Reputation: 619
I am using Spacy for NLP in Python. I am trying to use nlp.pipe()
to generate a list of Spacy doc objects, which I can then analyze. Oddly enough, nlp.pipe()
returns an object of the class <generator object pipe at 0x7f28640fefa0>
. How can I get it to return a list of docs, as intended?
import Spacy
nlp = spacy.load('en_depent_web_md', disable=['tagging', 'parser'])
matches = ['one', 'two', 'three']
docs = nlp.pipe(matches)
docs
Upvotes: 9
Views: 13872
Reputation: 808
nlp.pipe returns a generator on purpose! Generators are awesome. They are more memory-friendly in that they let you iterate over a series of objects, but unlike a list, they only evaluate the next object when they need to, rather than all at once.
SpaCy is going to turn those strings into sparse matrices, and they're gonna be big. In fact, spaCy is going to turn those strings into Doc objects, which are honkin' big c structs. If your corpus is big enough, storing it all in one variable (e.g., docs = nlp([doc for doc in matches]
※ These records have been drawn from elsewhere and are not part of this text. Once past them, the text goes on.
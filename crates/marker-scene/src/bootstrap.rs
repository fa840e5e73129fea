//! Startup gate.
//!
//! The reveal can only start once the document is parsed, fonts are loaded
//! (line breaks depend on them) and the host can supply the collaborators.
//! [`Bootstrap::poll`] checks those conditions in that order at a fixed
//! interval and gives up with [`BootstrapError::DependenciesUnavailable`]
//! once the configured timeout has elapsed.

use std::fmt;

use marker_config::MarkerConfig;
use marker_dom::Document;
use serde::Serialize;
use tracing::{info, trace, warn};

use crate::reveal::{Collaborators, MotionPreference, Reveal};

/// Environment the reveal starts in.
pub trait BootstrapHost {
    fn document_ready(&self) -> bool;

    fn fonts_ready(&self) -> bool;

    /// Queried once, when every other condition holds.
    fn prefers_reduced_motion(&self) -> bool;

    /// Hand over the collaborators, or `None` while they are unavailable.
    fn collaborators(&mut self) -> Option<Collaborators>;
}

/// Readiness condition the gate is waiting on.
#[derive(Debug, Clone, Copy, PartialEq, Eq, Serialize)]
#[serde(rename_all = "snake_case")]
pub enum BootstrapPhase {
    Document,
    Fonts,
    Collaborators,
}

impl fmt::Display for BootstrapPhase {
    fn fmt(&self, f: &mut fmt::Formatter<'_>) -> fmt::Result {
        f.write_str(match self {
            Self::Document => "document",
            Self::Fonts => "fonts",
            Self::Collaborators => "collaborators",
        })
    }
}

#[derive(Debug, Clone, PartialEq, thiserror::Error)]
pub enum BootstrapError {
    #[error("reveal dependencies unavailable: {phase} not ready after {waited_ms} ms")]
    DependenciesUnavailable {
        phase: BootstrapPhase,
        waited_ms: u64,
    },
}

pub enum BootstrapStatus {
    /// Still waiting on the given condition.
    Waiting(BootstrapPhase),
    /// Started on this poll. Returned exactly once.
    Ready(Box<Reveal>),
    /// Started on an earlier poll.
    Finished,
}

impl fmt::Debug for BootstrapStatus {
    fn fmt(&self, f: &mut fmt::Formatter<'_>) -> fmt::Result {
        match self {
            Self::Waiting(phase) => f.debug_tuple("Waiting").field(phase).finish(),
            Self::Ready(reveal) => f.debug_tuple("Ready").field(reveal).finish(),
            Self::Finished => f.write_str("Finished"),
        }
    }
}

#[derive(Debug)]
enum GateState {
    Waiting(BootstrapPhase),
    Started,
    Failed(BootstrapError),
}

/// Bounded readiness wait that starts the reveal exactly once.
#[derive(Debug)]
pub struct Bootstrap {
    config: MarkerConfig,
    elapsed_ms: f64,
    since_check_ms: Option<f64>,
    state: GateState,
}

impl Bootstrap {
    pub fn new(config: MarkerConfig) -> Self {
        Self {
            config,
            elapsed_ms: 0.0,
            since_check_ms: None,
            state: GateState::Waiting(BootstrapPhase::Document),
        }
    }

    /// Total time spent waiting, in milliseconds.
    pub fn elapsed_ms(&self) -> f64 {
        self.elapsed_ms
    }

    /// Account for `delta_ms` of elapsed time and, when a check is due,
    /// test readiness.
    ///
    /// The first poll checks immediately; later checks happen every
    /// `poll_interval_ms`. After a timeout the same error is returned on
    /// every poll.
    pub fn poll(
        &mut self,
        host: &mut dyn BootstrapHost,
        doc: &mut Document,
        delta_ms: f64,
    ) -> Result<BootstrapStatus, BootstrapError> {
        let waiting = match &self.state {
            GateState::Started => return Ok(BootstrapStatus::Finished),
            GateState::Failed(error) => return Err(error.clone()),
            GateState::Waiting(phase) => *phase,
        };

        let delta_ms = if delta_ms.is_finite() { delta_ms.max(0.0) } else { 0.0 };
        self.elapsed_ms += delta_ms;
        let timeout_ms = self.config.bootstrap.timeout_ms as f64;
        let interval_ms = self.config.bootstrap.poll_interval_ms as f64;

        let due = match self.since_check_ms.as_mut() {
            None => true,
            Some(since) => {
                *since += delta_ms;
                *since >= interval_ms || self.elapsed_ms >= timeout_ms
            }
        };
        if !due {
            return Ok(BootstrapStatus::Waiting(waiting));
        }
        self.since_check_ms = Some(0.0);

        let phase = if !host.document_ready() {
            BootstrapPhase::Document
        } else if !host.fonts_ready() {
            BootstrapPhase::Fonts
        } else {
            match host.collaborators() {
                Some(collaborators) => return Ok(self.start(host, doc, collaborators)),
                None => BootstrapPhase::Collaborators,
            }
        };

        if self.elapsed_ms >= timeout_ms {
            let error = BootstrapError::DependenciesUnavailable {
                phase,
                waited_ms: self.elapsed_ms as u64,
            };
            warn!(%error, "giving up on reveal bootstrap");
            self.state = GateState::Failed(error.clone());
            return Err(error);
        }

        trace!(%phase, elapsed_ms = self.elapsed_ms, "bootstrap waiting");
        self.state = GateState::Waiting(phase);
        Ok(BootstrapStatus::Waiting(phase))
    }

    fn start(
        &mut self,
        host: &dyn BootstrapHost,
        doc: &mut Document,
        collaborators: Collaborators,
    ) -> BootstrapStatus {
        let reduced = self
            .config
            .bootstrap
            .reduced_motion
            .unwrap_or_else(|| host.prefers_reduced_motion());
        let preference = MotionPreference::from_reduced(reduced);

        let mut reveal = Reveal::new(self.config.clone(), collaborators);
        let targets = reveal.start(doc, preference);
        info!(
            targets,
            ?preference,
            elapsed_ms = self.elapsed_ms,
            "highlight reveal started"
        );
        self.state = GateState::Started;
        BootstrapStatus::Ready(Box::new(reveal))
    }
}
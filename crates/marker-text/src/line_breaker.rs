use unicode_linebreak::{BreakOpportunity, linebreaks};

/// Kind of line break at a given position.
#[derive(Debug, Clone, Copy, PartialEq, Eq)]
pub enum LineBreakKind {
    /// Required line break (e.g., explicit newline, end of text).
    Mandatory,
    /// Optional line break opportunity.
    Opportunity,
}

/// A line break opportunity in the text.
#[derive(Debug, Clone, Copy, PartialEq, Eq)]
pub struct LineBreak {
    /// Byte offset *after* the break.
    pub offset: usize,
    pub kind: LineBreakKind,
}

/// Compute all line break opportunities in the given text using UAX-14.
///
/// End-of-text is reported as a mandatory break.
pub fn compute_line_breaks(text: &str) -> Vec<LineBreak> {
    linebreaks(text)
        .map(|(offset, opp)| LineBreak {
            offset,
            kind: match opp {
                BreakOpportunity::Mandatory => LineBreakKind::Mandatory,
                BreakOpportunity::Allowed => LineBreakKind::Opportunity,
            },
        })
        .collect()
}

#[cfg(test)]
mod tests {
    use super::*;

    #[test]
    fn line_breaks_basic_with_newline() {
        let text = "a b \nc";
        let breaks = compute_line_breaks(text);
        assert!(breaks.iter().any(|b| b.kind == LineBreakKind::Mandatory));
        assert_eq!(breaks.last().map(|b| b.offset), Some(text.len()));
    }

    #[test]
    fn breaks_after_spaces() {
        let breaks = compute_line_breaks("one two");
        assert_eq!(breaks[0], LineBreak { offset: 4, kind: LineBreakKind::Opportunity });
    }
}
impl CloseReport {
    fn new(results: Vec<ValidationResult>) -> Self {
        let passed = results.iter().filter(|r| r.is_valid).count();
        CloseReport {
            is_valid: passed == results.len(),
            passed_validations: passed,
            total_validations: results.len(),
            results,
        }
    }

    /// The failing sub-results, for the diagnostics panel.
    pub fn failed(&self) -> impl Iterator<Item = &ValidationResult> {
        self.results.iter().filter(|r| !r.is_valid)
    }
}

/// Runs every validator against the snapshot and produces a single
/// pass/fail with itemized failure reasons.
///
/// This is the single gate consulted before allowing a close-and-persist
/// action. It is synchronous, performs no I/O, runs in linear time in the
/// number of line items, and is safe to call on every keystroke.
///
/// Execution order is fixed: required fields, then saída, then PIX conta.
/// It never short-circuits; all failures are reported simultaneously.
///
/// Unset totals are treated as zero here, which routes them into the
/// validators' "value not set" branch.
pub fn validate_for_close(snapshot: &CashRegisterSnapshot) -> CloseReport {
    let results = vec![
        validate_required_fields(&snapshot.entries, &snapshot.exits),
        validate_saida(
            snapshot.exits.saida.unwrap_or_default(),
            snapshot.saida_justification.valor_compra,
            snapshot.saida_justification.valor_saida_dinheiro,
        ),
        validate_pix_conta(
            snapshot.entries.pix_conta.unwrap_or_default(),
            &snapshot.pix_conta_clientes,
        ),
    ];

    CloseReport::new(results)
}
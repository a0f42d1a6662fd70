//! # ploutos-register: Session/Till Layer for PloutosLedger
//!
//! This crate owns the stateful side of the register: which stores and
//! tills exist, which sessions are open, and the close workflow gated by
//! the ploutos-core validators.
//!
//! ## Architecture Position
//! ```text
//! ┌─────────────────────────────────────────────────────────────────────────┐
//! │                     PloutosLedger Data Flow                             │
//! │                                                                         │
//! │  Host command (open shift / enter amount / close shift)                 │
//! │       │                                                                 │
//! │       ▼                                                                 │
//! │  ┌─────────────────────────────────────────────────────────────────┐   │
//! │  │                 ploutos-register (THIS CRATE)                   │   │
//! │  │                                                                 │   │
//! │  │   ┌───────────────┐   ┌───────────────┐   ┌───────────────┐   │   │
//! │  │   │ RegisterState │   │  CashSession  │   │StoreDirectory │   │   │
//! │  │   │  (state.rs)   │──►│ (session.rs)  │   │  (store.rs)   │   │   │
//! │  │   │ till→session  │   │ open → closed │   │ stores, tills │   │   │
//! │  │   └───────────────┘   └───────┬───────┘   └───────────────┘   │   │
//! │  │                               │                                │   │
//! │  └───────────────────────────────┼────────────────────────────────┘   │
//! │                                  ▼                                     │
//! │                    ploutos-core::validate_for_close                    │
//! │                    (the single can-close gate)                         │
//! └─────────────────────────────────────────────────────────────────────────┘
//! ```
//!
//! ## Module Organization
//!
//! - [`session`] - Cash session lifecycle (open, mutate, close)
//! - [`state`] - Thread-safe till→session map
//! - [`store`] - Store/till directory
//! - [`error`] - Lifecycle error types
//!
//! ## Usage
//!
//! ```rust
//! use ploutos_core::money::Money;
//! use ploutos_register::RegisterState;
//!
//! let state = RegisterState::new();
//! state
//!     .open_session("store-1", "till-1", "maria", Money::from_reais(400.00))
//!     .unwrap();
//!
//! let report = state
//!     .with_session_mut("till-1", |session| {
//!         session.update_entries(|e| e.dinheiro = Some(Money::from_reais(800.00)))
//!     })
//!     .unwrap()
//!     .unwrap();
//! assert!(report.is_valid);
//!
//! state.close_session("till-1").unwrap();
//! ```

// =============================================================================
// Module Declarations
// =============================================================================

pub mod error;
pub mod session;
pub mod state;
pub mod store;

// =============================================================================
// Re-exports
// =============================================================================

pub use error::{RegisterError, RegisterResult};
pub use session::{CashSession, SessionStatus};
pub use state::RegisterState;
pub use store::{Store, StoreDirectory, Till};
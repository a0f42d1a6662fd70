//! # Domain Types
//!
//! Core domain types for the cash-register closing workflow.
//!
//! ## Type Hierarchy
//! ```text
//! ┌─────────────────────────────────────────────────────────────────────────┐
//! │                      CashRegisterSnapshot                               │
//! │                                                                         │
//! │  entries: EntryAmounts          exits: ExitAmounts                      │
//! │  ├── dinheiro    Option<Money>  ├── saida       Option<Money>           │
//! │  ├── cartao      Option<Money>  ├── devolucoes  Option<Money>           │
//! │  ├── pix         Option<Money>  └── vales       Option<Money>           │
//! │  ├── pix_conta   Option<Money>                                          │
//! │  ├── boleto      Option<Money>  saida_justification                     │
//! │  └── fundo_caixa Option<Money>  ├── valor_compra          Money         │
//! │                                 └── valor_saida_dinheiro  Money         │
//! │  pix_conta_clientes: Vec<LineItem>                                      │
//! │  └── one { name, amount } per customer PIX payment                      │
//! └─────────────────────────────────────────────────────────────────────────┘
//! ```
//!
//! ## Unset vs Zero
//! Every declared category total is an `Option<Money>`. `None` means the
//! operator has not touched the field; `Some(Money::zero())` is an entered
//! zero and counts as filled. The required-fields validator only flags
//! `None`.

use chrono::{DateTime, Utc};
use serde::{Deserialize, Serialize};
use ts_rs::TS;
use uuid::Uuid;

use crate::money::Money;

// =============================================================================
// Line Item
// =============================================================================

/// A named contributor to a category total, e.g. one customer's PIX payment.
#[derive(Debug, Clone, PartialEq, Eq, Serialize, Deserialize, TS)]
#[ts(export)]
#[serde(rename_all = "camelCase")]
pub struct LineItem {
    /// Who or what the amount is attributed to.
    pub name: String,

    /// The contributed amount.
    pub amount: Money,
}

impl LineItem {
    /// Creates a new line item.
    pub fn new(name: impl Into<String>, amount: Money) -> Self {
        LineItem {
            name: name.into(),
            amount,
        }
    }

    /// Sums the amounts of a slice of line items.
    pub fn total(items: &[LineItem]) -> Money {
        items.iter().map(|item| item.amount).sum()
    }
}

// =============================================================================
// Declared Category Totals
// =============================================================================

/// Declared entry (incoming) totals, one per payment category.
///
/// Field names follow the register's Brazilian Portuguese categories;
/// the serialized form is camelCase for the frontend.
#[derive(Debug, Clone, Default, PartialEq, Eq, Serialize, Deserialize, TS)]
#[ts(export)]
#[serde(rename_all = "camelCase")]
pub struct EntryAmounts {
    /// Cash received.
    pub dinheiro: Option<Money>,

    /// Card payments.
    pub cartao: Option<Money>,

    /// PIX payments not attributed to individual customers.
    pub pix: Option<Money>,

    /// PIX payments attributed per customer (justified by line items).
    pub pix_conta: Option<Money>,

    /// Boleto payments.
    pub boleto: Option<Money>,

    /// Starting cash float assigned to the till at shift start.
    pub fundo_caixa: Option<Money>,
}

impl EntryAmounts {
    /// Total of all entered categories. Unset fields contribute nothing.
    pub fn total(&self) -> Money {
        [
            self.dinheiro,
            self.cartao,
            self.pix,
            self.pix_conta,
            self.boleto,
            self.fundo_caixa,
        ]
        .iter()
        .flatten()
        .sum()
    }
}

/// Declared exit (outgoing) totals, one per category.
#[derive(Debug, Clone, Default, PartialEq, Eq, Serialize, Deserialize, TS)]
#[ts(export)]
#[serde(rename_all = "camelCase")]
pub struct ExitAmounts {
    /// Total cash-register exit amount for the shift (withdrawals,
    /// discounts, supplier purchases).
    pub saida: Option<Money>,

    /// Customer returns.
    pub devolucoes: Option<Money>,

    /// Meal/advance vouchers.
    pub vales: Option<Money>,
}

impl ExitAmounts {
    /// Total of all entered categories. Unset fields contribute nothing.
    pub fn total(&self) -> Money {
        [self.saida, self.devolucoes, self.vales]
            .iter()
            .flatten()
            .sum()
    }
}

/// The two components justifying the declared `saida` total.
#[derive(Debug, Clone, Copy, Default, PartialEq, Eq, Serialize, Deserialize, TS)]
#[ts(export)]
#[serde(rename_all = "camelCase")]
pub struct SaidaJustification {
    /// Amount spent on purchases.
    pub valor_compra: Money,

    /// Amount withdrawn as cash.
    pub valor_saida_dinheiro: Money,
}

impl SaidaJustification {
    /// Sum of both justification components.
    #[inline]
    pub fn total(&self) -> Money {
        self.valor_compra + self.valor_saida_dinheiro
    }
}

// =============================================================================
// Cash Register Snapshot
// =============================================================================

/// The full set of amounts and justifications for one closing operation.
///
/// ## Lifecycle
/// ```text
/// ┌─────────────────────────────────────────────────────────────────────────┐
/// │  Operator starts the closing form                                       │
/// │       │                                                                 │
/// │       ▼                                                                 │
/// │  CashRegisterSnapshot::new(store, till)                                 │
/// │       │                                                                 │
/// │       ▼                                                                 │
/// │  Amounts entered field by field ──► validate_for_close on every change  │
/// │       │                                                                 │
/// │       ▼                                                                 │
/// │  CloseReport.is_valid ──► close allowed ──► persisted elsewhere         │
/// └─────────────────────────────────────────────────────────────────────────┘
/// ```
///
/// Ownership is exclusive: a snapshot belongs to exactly one session and
/// its line items are never shared across snapshots.
#[derive(Debug, Clone, PartialEq, Eq, Serialize, Deserialize, TS)]
#[ts(export)]
#[serde(rename_all = "camelCase")]
pub struct CashRegisterSnapshot {
    /// Unique identifier (UUID v4).
    pub id: String,

    /// Store this closing belongs to.
    pub store_id: String,

    /// Till this closing belongs to.
    pub till_id: String,

    /// Declared entry totals.
    pub entries: EntryAmounts,

    /// Declared exit totals.
    pub exits: ExitAmounts,

    /// Justification components for the `saida` total.
    pub saida_justification: SaidaJustification,

    /// Per-customer PIX payments justifying the `pix_conta` total.
    pub pix_conta_clientes: Vec<LineItem>,

    /// When the operator began the closing form.
    #[ts(as = "String")]
    pub created_at: DateTime<Utc>,

    /// When an amount was last entered.
    #[ts(as = "String")]
    pub updated_at: DateTime<Utc>,
}

impl CashRegisterSnapshot {
    /// Creates an empty snapshot for the given store and till.
    pub fn new(store_id: impl Into<String>, till_id: impl Into<String>) -> Self {
        let now = Utc::now();
        CashRegisterSnapshot {
            id: Uuid::new_v4().to_string(),
            store_id: store_id.into(),
            till_id: till_id.into(),
            entries: EntryAmounts::default(),
            exits: ExitAmounts::default(),
            saida_justification: SaidaJustification::default(),
            pix_conta_clientes: Vec::new(),
            created_at: now,
            updated_at: now,
        }
    }

    /// Total of all declared entries.
    pub fn total_entries(&self) -> Money {
        self.entries.total()
    }

    /// Total of all declared exits.
    pub fn total_exits(&self) -> Money {
        self.exits.total()
    }

    /// Entries minus exits. Negative when more left the register than
    /// came in.
    pub fn net_balance(&self) -> Money {
        self.total_entries() - self.total_exits()
    }

    /// Marks the snapshot as mutated now. Callers setting fields directly
    /// should follow up with this.
    pub fn touch(&mut self) {
        self.updated_at = Utc::now();
    }
}

// =============================================================================
// Unit Tests
// =============================================================================

#[cfg(test)]
mod tests {
    use super::*;

    #[test]
    fn test_line_item_total() {
        let items = vec![
            LineItem::new("Ana", Money::from_cents(3333)),
            LineItem::new("Bruno", Money::from_cents(3333)),
            LineItem::new("Carla", Money::from_cents(3333)),
        ];
        assert_eq!(LineItem::total(&items), Money::from_cents(9999));
        assert_eq!(LineItem::total(&[]), Money::zero());
    }

    #[test]
    fn test_entry_total_skips_unset_fields() {
        let entries = EntryAmounts {
            dinheiro: Some(Money::from_cents(10_000)),
            fundo_caixa: Some(Money::from_cents(40_000)),
            ..EntryAmounts::default()
        };
        assert_eq!(entries.total(), Money::from_cents(50_000));
    }

    #[test]
    fn test_exit_total_counts_entered_zero() {
        let exits = ExitAmounts {
            saida: Some(Money::zero()),
            devolucoes: Some(Money::from_cents(2500)),
            vales: None,
        };
        assert_eq!(exits.total(), Money::from_cents(2500));
    }

    #[test]
    fn test_snapshot_net_balance() {
        let mut snapshot = CashRegisterSnapshot::new("store-1", "till-1");
        snapshot.entries.dinheiro = Some(Money::from_cents(80_000));
        snapshot.entries.fundo_caixa = Some(Money::from_cents(40_000));
        snapshot.exits.saida = Some(Money::from_cents(30_000));

        assert_eq!(snapshot.total_entries(), Money::from_cents(120_000));
        assert_eq!(snapshot.total_exits(), Money::from_cents(30_000));
        assert_eq!(snapshot.net_balance(), Money::from_cents(90_000));
    }

    #[test]
    fn test_new_snapshot_is_empty() {
        let snapshot = CashRegisterSnapshot::new("store-1", "till-1");
        assert_eq!(snapshot.store_id, "store-1");
        assert_eq!(snapshot.entries, EntryAmounts::default());
        assert!(snapshot.pix_conta_clientes.is_empty());
        assert_eq!(snapshot.created_at, snapshot.updated_at);
    }
}
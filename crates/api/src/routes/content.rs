//! # 内容路由控制器
//!
//! 资讯、工具、课程地图三个只读端点。数据来自 `ContentProvider`，
//! 序列化前统一经过 Schema 契约校验。

use axum::Json;
use axum::extract::State;

use roqet_core::content::entity::{CourseStage, NewsItem, ToolItem};
use roqet_core::content::schema::{Keyed, Validate};

use crate::error::ApiError;
use crate::server::AppState;

/// 校验通过后包装为 JSON 响应
fn validated<T: Keyed + Validate>(items: Vec<T>) -> Result<Json<Vec<T>>, ApiError> {
    items.validate()?;
    Ok(Json(items))
}

/// 获取市场资讯
///
/// 返回固定的 3 条资讯，覆盖短线与长线两种时间跨度。
#[utoipa::path(
    get,
    path = "/api/news",
    tag = "内容 (Content)",
    responses(
        (status = 200, description = "资讯列表", body = [NewsItem]),
        (status = 500, description = "数据违反 Schema 契约")
    )
)]
pub async fn get_news(State(state): State<AppState>) -> Result<Json<Vec<NewsItem>>, ApiError> {
    tracing::debug!("Serving news");
    validated(state.content.get_news())
}

/// 获取交易工具说明
#[utoipa::path(
    get,
    path = "/api/tools",
    tag = "内容 (Content)",
    responses(
        (status = 200, description = "工具列表", body = [ToolItem]),
        (status = 500, description = "数据违反 Schema 契约")
    )
)]
pub async fn get_tools(State(state): State<AppState>) -> Result<Json<Vec<ToolItem>>, ApiError> {
    tracing::debug!("Serving tools");
    validated(state.content.get_tools())
}

/// 获取课程地图
///
/// 按 Launchpad → Pre-Launch → Ignition → Ascent → Orbit 的顺序返回 5 个阶段。
#[utoipa::path(
    get,
    path = "/api/course-map",
    tag = "内容 (Content)",
    responses(
        (status = 200, description = "课程阶段列表", body = [CourseStage]),
        (status = 500, description = "数据违反 Schema 契约")
    )
)]
pub async fn get_course_map(
    State(state): State<AppState>,
) -> Result<Json<Vec<CourseStage>>, ApiError> {
    tracing::debug!("Serving course map");
    validated(state.content.get_course_map())
}
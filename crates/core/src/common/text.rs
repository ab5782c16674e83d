/// 将字符串截断到最多 `max_chars` 个字符。
///
/// 按 Unicode 标量值计数，不会切断多字节 UTF-8 序列。
pub fn truncate_chars(s: &str, max_chars: usize) -> &str {
    match s.char_indices().nth(max_chars) {
        Some((idx, _)) => &s[..idx],
        None => s,
    }
}
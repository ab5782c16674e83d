use serde::{Deserialize, Serialize};
use utoipa::ToSchema;

/// 诊断报告中使用的状态文案。客户端按字面值展示，不做解析。
pub mod status {
    pub const BACKEND_RUNNING: &str = "✅ Running";
    pub const DB_NOT_AVAILABLE: &str = "❌ Not Available";
    pub const DB_MODULE_NOT_FOUND: &str = "❌ Database module not found (run enable-database first)";
    pub const DB_NOT_INITIALIZED: &str = "⚠️  Available but not initialized";
    pub const DB_AVAILABLE: &str = "✅ Available";
    pub const DB_WORKING: &str = "✅ Connected & Working";
    pub const DB_CONNECTED_BUT_ERROR: &str = "⚠️  Connected but Error: ";
    pub const DB_ERROR: &str = "❌ Error: ";
    pub const CONFIGURED: &str = "✅ Configured";
    pub const CONNECTED_MARKER: &str = "✅ Connected";
    pub const CONNECTED: &str = "Connected";
    pub const NOT_CONNECTED: &str = "Not Connected";
    pub const VAR_SET: &str = "✅ Set";
    pub const VAR_NOT_SET: &str = "❌ Not Set";
}

/// # Summary
/// `/test` 端点返回的诊断报告。
///
/// # Invariants
/// - `backend` 恒为运行中 (能返回报告即说明进程存活)。
/// - `collections` 最多包含 10 个集合名。
#[derive(Debug, Clone, PartialEq, Eq, Serialize, Deserialize, ToSchema)]
pub struct StatusReport {
    /// 后端状态
    #[schema(example = "✅ Running")]
    pub backend: String,
    /// 数据库协作方状态
    #[schema(example = "❌ Database module not found (run enable-database first)")]
    pub database: String,
    /// 连接串环境变量是否设置
    #[schema(example = "❌ Not Set")]
    pub database_url: Option<String>,
    /// 库名环境变量是否设置
    #[schema(example = "❌ Not Set")]
    pub database_name: Option<String>,
    /// 连接状态
    #[schema(example = "Not Connected")]
    pub connection_status: String,
    /// 集合名 (前 10 个)
    pub collections: Vec<String>,
}

impl Default for StatusReport {
    fn default() -> Self {
        Self {
            backend: status::BACKEND_RUNNING.to_string(),
            database: status::DB_NOT_AVAILABLE.to_string(),
            database_url: None,
            database_name: None,
            connection_status: status::NOT_CONNECTED.to_string(),
            collections: Vec::new(),
        }
    }
}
or docs = list(nlp.pipe(matches)
) will be inefficient or even impossible. If you're training on any significant amount of data, this won't be a great idea.
Even if it isn't literally impossible, you can do cool things faster if you use the generator as part of a pipeline instead of just dumping it into a list. If you want to extract only certain information, for example, to create a database column of just the named entities, or just the place names in your data, you wouldn't need to store the whole thing in a list and then do a nested for-loop to get them out.
Moreover, the Doc.spans item (and many others) are generators. Similar kinds of data types show up in gensim as well -- half the challenge of NLP is figuring out how to do this stuff in ways that will scale, so it's worth getting used to more efficient containers. (Plus, you can do cooler things with them!)
The official spaCy starter has some notes on scaling and performance in Chapter 3.
Upvotes: 8
Reputation: 1434
For iterating through docs just do
for item in docs
or do
list_of_docs = list(docs)
Upvotes: 13